Vaughn Frick, research director at Gartner Group, disagrees. He says that the only way to realistically assess TCO is to zero in on the total cost impact of PCs in the workplace by using a metric known as activities-based costing.

"What activities-based costing does is ask, what are the activities we are doing that cause us to consume resources, and what are the cost of those activities," says Frick. "If they're missing that, they are really missing a lot."

Lorraine Cosgrove, research manager in Asset Management for IDC, says that regardless of whether or not you factor in end user productivity, the cost associated with IT staff make up the bulk of system TCO. In fact, IDC estimates that IT salaries, overtime and consulting fees account for 75 percent of total system operating cost.

The disparate TCO findings from well-respected research firms like Gartner Group and IDC should send an important message to IT managers: TCO figures are not set in stone. In fact, TCO really boils down to what your business considers it to be.

A marketing manager might spend 90 minutes exploring formulas in Microsoft* Excel, for example, and devise a way to save untold hours through automation. Experimenting with a word processor, meanwhile, can yield unmeasured gains by enhancing the quality of a presentation with internal documents. In both cases, what can be interpreted as unwanted costs actually end up providing benefit to the business.

At the same time, if your IT department is understaffed, the expectation of slow response can motivate users to aggressively pursue self-help. The result: Any savings that you realize in IT salaries could be offset by lost productivity and extended downtime.

What Is Important to You
"The key is you have to model your own environment," advises Frick. "Don't assume from something you read from the Gartner Group or IDC or someone else that your numbers are going to measure what is published. We typically measure the numbers to show trends."

One of the best ways to control and reduce TCO is to aggressively implement management across the network.

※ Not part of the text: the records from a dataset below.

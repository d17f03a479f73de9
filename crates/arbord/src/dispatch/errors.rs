//! Error types for request dispatch failures.
//!
//! Every variant reaches the caller as a `false` reply. The variants exist so
//! logs and tests can tell the failure modes apart.

use std::io;
use std::time::Duration;

use thiserror::Error;

use crate::registry::RouteNotFound;

/// Errors surfaced while queueing or running a request.
#[derive(Debug, Error)]
pub enum DispatchError {
    /// No handler is registered for the path.
    #[error(transparent)]
    RouteNotFound(#[from] RouteNotFound),

    /// The body did not match the handler's declared kind.
    #[error("cannot decode body for '{path}': {message}")]
    Decode { path: String, message: String },

    /// The handler returned an error.
    #[error("handler for '{path}' failed: {message}")]
    HandlerFailed { path: String, message: String },

    /// The handler panicked.
    #[error("handler for '{path}' panicked")]
    HandlerPanicked { path: String },

    /// The handler produced a value outside its reply contract.
    #[error("handler for '{path}' returned no usable result")]
    BadHandlerResult { path: String },

    /// The handler asked the process to stop.
    #[error("handler for '{path}' terminated the service")]
    Terminated { path: String },

    /// The caller's deadline passed before the handler finished.
    #[error("request did not complete within {deadline:?}")]
    Timeout { deadline: Duration },

    /// The consumer is no longer accepting requests.
    #[error("request queue is closed")]
    QueueClosed,

    /// The consumer thread could not be started.
    #[error("failed to start dispatch consumer: {0}")]
    Spawn(#[source] io::Error),

    /// The consumer was still busy when the shutdown budget ran out.
    #[error("dispatch consumer did not drain within {timeout:?}")]
    DrainTimeout { timeout: Duration },

    /// The consumer thread panicked outside a handler.
    #[error("dispatch consumer panicked")]
    ConsumerPanic,
}

impl DispatchError {
    /// Creates a decode error.
    pub fn decode(path: impl Into<String>, message: impl Into<String>) -> Self {
        Self::Decode {
            path: path.into(),
            message: message.into(),
        }
    }

    /// Creates a handler failure.
    pub fn handler_failed(path: impl Into<String>, message: impl Into<String>) -> Self {
        Self::HandlerFailed {
            path: path.into(),
            message: message.into(),
        }
    }

    /// Creates a handler panic error.
    pub fn handler_panicked(path: impl Into<String>) -> Self {
        Self::HandlerPanicked { path: path.into() }
    }

    /// Creates a bad result error.
    pub fn bad_handler_result(path: impl Into<String>) -> Self {
        Self::BadHandlerResult { path: path.into() }
    }

    /// Creates a termination marker.
    pub fn terminated(path: impl Into<String>) -> Self {
        Self::Terminated { path: path.into() }
    }
}
//! Server-sent events for streaming routes.

use std::io::{self, Write};
use std::thread;
use std::time::Duration;

use serde_json::Value;

use crate::dispatch::{DispatchError, Dispatcher, InboundRequest};
use crate::registry::Reply;

use super::render::{CORS_HEADERS, json_text};

/// Writes the response head and then one event per poll until the handler
/// ends the stream or the client goes away. Returns the number of events.
pub(super) fn stream_events(
    writer: &mut dyn Write,
    dispatcher: &Dispatcher,
    request: &InboundRequest,
    interval: Duration,
) -> io::Result<usize> {
    writer.write_all(head().as_bytes())?;
    writer.flush()?;
    let mut sent = 0;
    while let Some(event) = event_text(dispatcher.call(request.clone())) {
        writer.write_all(event.as_bytes())?;
        writer.flush()?;
        sent += 1;
        thread::sleep(interval);
    }
    Ok(sent)
}

fn head() -> String {
    let mut head = String::from(
        "HTTP/1.1 200 OK\r\nContent-Type: text/event-stream\r\nCache-Control: no-cache\r\nConnection: close\r\n",
    );
    for (name, value) in CORS_HEADERS {
        head.push_str(&format!("{name}: {value}\r\n"));
    }
    head.push_str("\r\n");
    head
}

/// One `key: value` line per entry and a blank line, or `None` when the
/// stream is over.
pub(super) fn event_text(result: Result<Reply, DispatchError>) -> Option<String> {
    match result {
        Ok(Reply::Json(Value::Object(entries))) => {
            let mut event: String = entries
                .iter()
                .map(|(key, value)| format!("{key}: {}\n", json_text(value)))
                .collect();
            event.push('\n');
            Some(event)
        }
        Ok(Reply::Json(Value::Bool(false) | Value::Null) | Reply::Download { .. }) | Err(_) => {
            None
        }
        Ok(Reply::Json(other)) => Some(format!("data: {}\n\n", json_text(&other))),
    }
}

#[cfg(test)]
mod tests {
    use serde_json::json;

    use super::*;

    #[test]
    fn mapping_becomes_key_value_lines() {
        let event = event_text(Ok(Reply::Json(json!({"count": 2, "label": "tick"}))));
        assert_eq!(event.as_deref(), Some("count: 2\nlabel: tick\n\n"));
    }

    #[test]
    fn false_or_failure_ends_the_stream() {
        assert_eq!(event_text(Ok(Reply::from(false))), None);
        assert_eq!(event_text(Err(DispatchError::QueueClosed)), None);
    }

    #[test]
    fn head_announces_an_event_stream() {
        let head = head();
        assert!(head.starts_with("HTTP/1.1 200 OK\r\n"));
        assert!(head.contains("Content-Type: text/event-stream\r\n"));
        assert!(head.ends_with("\r\n\r\n"));
    }
}
//! Test suites for the Arbor service process.

mod dispatch_behaviour;
mod support;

A complete management solution requires a Wired for Management (WfM) compliant system, a WfM capable network adapter, such as the Intel® PRO/100+ Management Adapter, and software like Intel® LANDesk® Management Suite or other management applications from vendors such as Computer Associates, Hewlett-Packard, IBM, ON-Technology, PLATINUM and Tivoli. Software like the Intel LANDesk Management Suite and Client Manager, coupled with integrated Wired for Management technologies, enable IT staff to perform system inventory, routine maintenance, and software upgrades over the network. Administrators should specify compliance with the latest version of WfM on all new purchases whenever possible.

Companies have seen significant gains through the deployment of management tools and WfM-capable equipment. When Prudential HealthCare deployed WfM-capable systems and tools, it not only cut costs, it enhanced end user productivity as well. "The Wired for Management platform allows us to really focus our team on the most valuable services for our business," says Myles Trachtenberg, chief information officer of Prudential HealthCare.

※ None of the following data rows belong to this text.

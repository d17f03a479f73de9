//! Spawning and deleting child services.
//!
//! A spawn installs the uploaded artifact, starts a service process for the
//! application it names, optionally runs the application's self-tests
//! against it, and only then registers the child. Any failure after the
//! artifact landed rolls the install back, so the topology and the apps
//! directory are left as they were.

mod artifact;
mod errors;
mod launcher;
mod probe;

use std::fmt;
use std::sync::Arc;
use std::thread;
use std::time::Duration;

use arbor_config::defaults::{MAX_CHILD_PORT, MIN_CHILD_PORT, ROOT_APP};
use arbor_config::{Config, LaunchArgs, RuntimePaths, Severity};
use camino::Utf8PathBuf;
use tracing::warn;

pub use self::artifact::{ArtifactKind, InstalledArtifact};
pub use self::errors::ChildError;
pub use self::launcher::{ProcessLauncher, SystemLauncher, Termination, resolve_direct_child};
#[cfg(test)]
pub(crate) use self::probe::MockPortProbe;
pub use self::probe::{PortProbe, TcpPortProbe};

use crate::apps::{AppCatalog, AppEntry};
use crate::client::ServiceClient;
use crate::health::HealthReporter;
use crate::registry::Upload;
use crate::topology::{ChildRecord, ChildSelector, TopologyRegistry};

pub(crate) const CHILDREN_TARGET: &str = concat!(env!("CARGO_PKG_NAME"), "::children");

/// Delay between launching a child and probing it when self-tests run.
pub const DEFAULT_STARTUP_GRACE: Duration = Duration::from_secs(1);

/// Arguments of a spawn request.
#[derive(Debug, Clone, PartialEq, Eq)]
pub struct SpawnRequest {
    /// Unique name of the new child.
    pub name: String,
    /// Port the child binds.
    pub port: u16,
    /// Log severity of the child.
    pub severity: Severity,
    /// Serve the child over TLS using the parent's certificate.
    pub secure: bool,
    /// Uploaded artifact; only the file part is used.
    pub artifact: Upload,
}

/// What a delete did.
#[derive(Debug, Clone, PartialEq, Eq)]
pub struct DeleteOutcome {
    /// The record that was removed.
    pub record: ChildRecord,
    /// True when the process had already exited.
    pub process_missing: bool,
    /// Artifact path deleted alongside the child.
    pub artifacts_removed: Option<Utf8PathBuf>,
}

/// Collaborators of the child manager.
pub struct ChildDeps {
    /// Starts and stops processes.
    pub launcher: Box<dyn ProcessLauncher>,
    /// Detects ports that are already bound.
    pub probe: Box<dyn PortProbe>,
    /// Receives lifecycle events.
    pub reporter: Arc<dyn HealthReporter>,
    /// Delay before self-tests run against a new child.
    pub startup_grace: Duration,
}

impl ChildDeps {
    /// Production collaborators for a service configured by `config`.
    ///
    /// # Errors
    ///
    /// Returns the IO error raised while locating the current executable.
    pub fn system(config: &Config, reporter: Arc<dyn HealthReporter>) -> std::io::Result<Self> {
        Ok(Self {
            launcher: Box::new(SystemLauncher::from_env()?),
            probe: Box::new(TcpPortProbe::for_host(config.host.as_str())),
            reporter,
            startup_grace: DEFAULT_STARTUP_GRACE,
        })
    }
}

/// Owns the lifecycle of this service's children.
pub struct ChildProcessManager {
    config: Config,
    paths: RuntimePaths,
    catalog: Arc<AppCatalog>,
    launcher: Box<dyn ProcessLauncher>,
    probe: Box<dyn PortProbe>,
    reporter: Arc<dyn HealthReporter>,
    startup_grace: Duration,
}

impl fmt::Debug for ChildProcessManager {
    fn fmt(&self, f: &mut fmt::Formatter<'_>) -> fmt::Result {
        f.debug_struct("ChildProcessManager")
            .field("parent", &self.config.name)
            .field("apps_dir", &self.paths.apps_dir())
            .field("startup_grace", &self.startup_grace)
            .finish_non_exhaustive()
    }
}

impl ChildProcessManager {
    /// Creates a manager spawning children of the service configured by
    /// `config`.
    #[must_use]
    pub fn new(config: &Config, catalog: Arc<AppCatalog>, deps: ChildDeps) -> Self {
        let ChildDeps {
            launcher,
            probe,
            reporter,
            startup_grace,
        } = deps;
        Self {
            config: config.clone(),
            paths: RuntimePaths::from_config(config),
            catalog,
            launcher,
            probe,
            reporter,
            startup_grace,
        }
    }

    /// Validates, installs, launches and registers a new child.
    ///
    /// # Errors
    ///
    /// Returns [`ChildError`]; the topology is unchanged on every error.
    pub fn spawn_child(
        &mut self,
        topology: &mut TopologyRegistry,
        request: &SpawnRequest,
    ) -> Result<ChildRecord, ChildError> {
        let result = self.try_spawn(topology, request);
        match &result {
            Ok(record) => self.reporter.child_registered(record),
            Err(error) => self.reporter.child_rejected(&request.name, error),
        }
        result
    }

    /// Stops the selected child, removes its artifacts and unregisters it.
    ///
    /// # Errors
    ///
    /// Returns [`ChildError::NotFound`] when nothing matches the selector and
    /// [`ChildError::Signal`] when the process cannot be signalled.
    pub fn delete_child(
        &mut self,
        topology: &mut TopologyRegistry,
        selector: &ChildSelector,
    ) -> Result<DeleteOutcome, ChildError> {
        let record = topology
            .resolve(selector)
            .cloned()
            .ok_or_else(|| ChildError::not_found(selector))?;
        let process_missing = self.launcher.terminate(record.pid)? == Termination::AlreadyGone;
        if process_missing {
            warn!(
                target: CHILDREN_TARGET,
                name = %record.name,
                pid = record.pid,
                "child process was already gone"
            );
        }
        let artifacts_removed = self.remove_artifacts(topology, &record);
        topology.remove(&record.name);
        self.reporter.child_removed(&record, process_missing);
        Ok(DeleteOutcome {
            record,
            process_missing,
            artifacts_removed,
        })
    }

    fn try_spawn(
        &mut self,
        topology: &mut TopologyRegistry,
        request: &SpawnRequest,
    ) -> Result<ChildRecord, ChildError> {
        self.validate(topology, request)?;
        let installed = artifact::install(
            self.paths.apps_dir(),
            &request.artifact.filename,
            &request.artifact.data,
        )?;
        let catalog = Arc::clone(&self.catalog);
        let Some(entry) = catalog.get(&installed.app) else {
            self.discard(topology, &installed);
            return Err(ChildError::NoQualifyingClass { app: installed.app });
        };
        match self.launch_checked(entry, request) {
            Ok(record) => {
                topology.register(record.clone());
                Ok(record)
            }
            Err(error) => {
                self.discard(topology, &installed);
                Err(error)
            }
        }
    }

    fn validate(&self, topology: &TopologyRegistry, request: &SpawnRequest) -> Result<(), ChildError> {
        let name = request.name.as_str();
        if name.is_empty() || name.chars().any(char::is_whitespace) {
            return Err(ChildError::validation(format!(
                "child name '{name}' must be non-empty and contain no whitespace"
            )));
        }
        if name.starts_with('-') {
            return Err(ChildError::validation(format!(
                "child name '{name}' would be read as an option"
            )));
        }
        let port = request.port;
        if port <= MIN_CHILD_PORT || port >= MAX_CHILD_PORT {
            return Err(ChildError::validation(format!(
                "port {port} is outside {MIN_CHILD_PORT}..{MAX_CHILD_PORT}"
            )));
        }
        if topology.port_taken(port) || self.probe.is_listening(port) {
            return Err(ChildError::validation(format!("port {port} is already bound")));
        }
        if topology.find_by_name(name).is_some() {
            return Err(ChildError::validation(format!("a child named '{name}' already exists")));
        }
        if !request.artifact.has_file() {
            return Err(ChildError::validation("no artifact was uploaded"));
        }
        if request.secure && self.config.tls.is_none() {
            return Err(ChildError::validation(
                "a secure child needs a parent serving over TLS",
            ));
        }
        Ok(())
    }

    fn launch_checked(
        &mut self,
        entry: &AppEntry,
        request: &SpawnRequest,
    ) -> Result<ChildRecord, ChildError> {
        let version = artifact::read_version(self.paths.apps_dir(), entry.id)
            .unwrap_or_else(|| entry.version.to_owned());
        let args = self.child_args(entry, request, &version);
        let address = args
            .clone()
            .into_config()
            .map(|config| config.address())
            .map_err(|error| ChildError::validation(error.to_string()))?;
        self.reporter.child_spawning(&request.name, request.port);
        let pid = self.launcher.launch(&args)?;
        if !entry.self_tests.is_empty() {
            if let Err(reason) = self.health_check(entry, request.port, &address) {
                self.stop_quietly(pid);
                return Err(ChildError::HealthCheckFailed {
                    name: request.name.clone(),
                    reason,
                });
            }
        }
        Ok(ChildRecord {
            name: request.name.clone(),
            app: entry.id.to_owned(),
            handler_class: entry.qualified_class(),
            version,
            pid,
            address,
        })
    }

    fn child_args(&self, entry: &AppEntry, request: &SpawnRequest, version: &str) -> LaunchArgs {
        let parent = &self.config;
        let ancestry = parent.ancestry.extended(&parent.name, &parent.address());
        let tls = parent.tls.as_ref().filter(|_| request.secure);
        LaunchArgs {
            name: request.name.clone(),
            app: entry.id.to_owned(),
            host: parent.host.clone(),
            port: request.port,
            severity: request.severity,
            ancestry: ancestry.to_string(),
            version: version.to_owned(),
            security: tls.is_some(),
            certfile: tls.map(|files| files.certfile.clone()),
            keyfile: tls.map(|files| files.keyfile.clone()),
            log_format: parent.log_format,
            queue_capacity: parent.queue_capacity,
            request_deadline_ms: u64::try_from(parent.request_deadline.as_millis())
                .unwrap_or(u64::MAX),
            work_dir: parent.work_dir.clone(),
        }
    }

    fn health_check(&self, entry: &AppEntry, port: u16, address: &str) -> Result<(), String> {
        thread::sleep(self.startup_grace);
        if !self.probe.is_listening(port) {
            return Err(format!("nothing listens on port {port}"));
        }
        let client = ServiceClient::new(address)
            .map_err(|error| error.to_string())?
            .without_tls_verification();
        for test in entry.self_tests {
            (test.run)(&client).map_err(|reason| format!("self-test '{}': {reason}", test.name))?;
        }
        Ok(())
    }

    fn stop_quietly(&mut self, pid: u32) {
        if let Err(error) = self.launcher.terminate(pid) {
            warn!(target: CHILDREN_TARGET, pid, %error, "failed to stop rejected child");
        }
    }

    fn discard(&self, topology: &TopologyRegistry, installed: &InstalledArtifact) {
        if topology.app_in_use(&installed.app, "") {
            return;
        }
        if let Err(error) = installed.remove() {
            warn!(
                target: CHILDREN_TARGET,
                app = %installed.app,
                %error,
                "failed to roll back artifact"
            );
        }
    }

    fn remove_artifacts(&self, topology: &TopologyRegistry, record: &ChildRecord) -> Option<Utf8PathBuf> {
        if record.app == ROOT_APP || topology.app_in_use(&record.app, &record.name) {
            return None;
        }
        artifact::remove_app(self.paths.apps_dir(), &record.app).unwrap_or_else(|error| {
            warn!(
                target: CHILDREN_TARGET,
                app = %record.app,
                %error,
                "failed to remove child artifacts"
            );
            None
        })
    }
}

One thing Brookwood, Vaughn and Frick all agree on is that management tools do more than lower TCO—they deliver enhanced productivity. "If you can deploy technologies faster, it gives you a competitive edge," says Frick. "It's not just about cost, it's about the ability to improve your competitive business environment."

With that in mind, says Frick, IT managers need to be careful to balance their desire for lower costs with the need to enhance productivity. "Reducing cost is a benefit, but you have to look at both sides of the equation."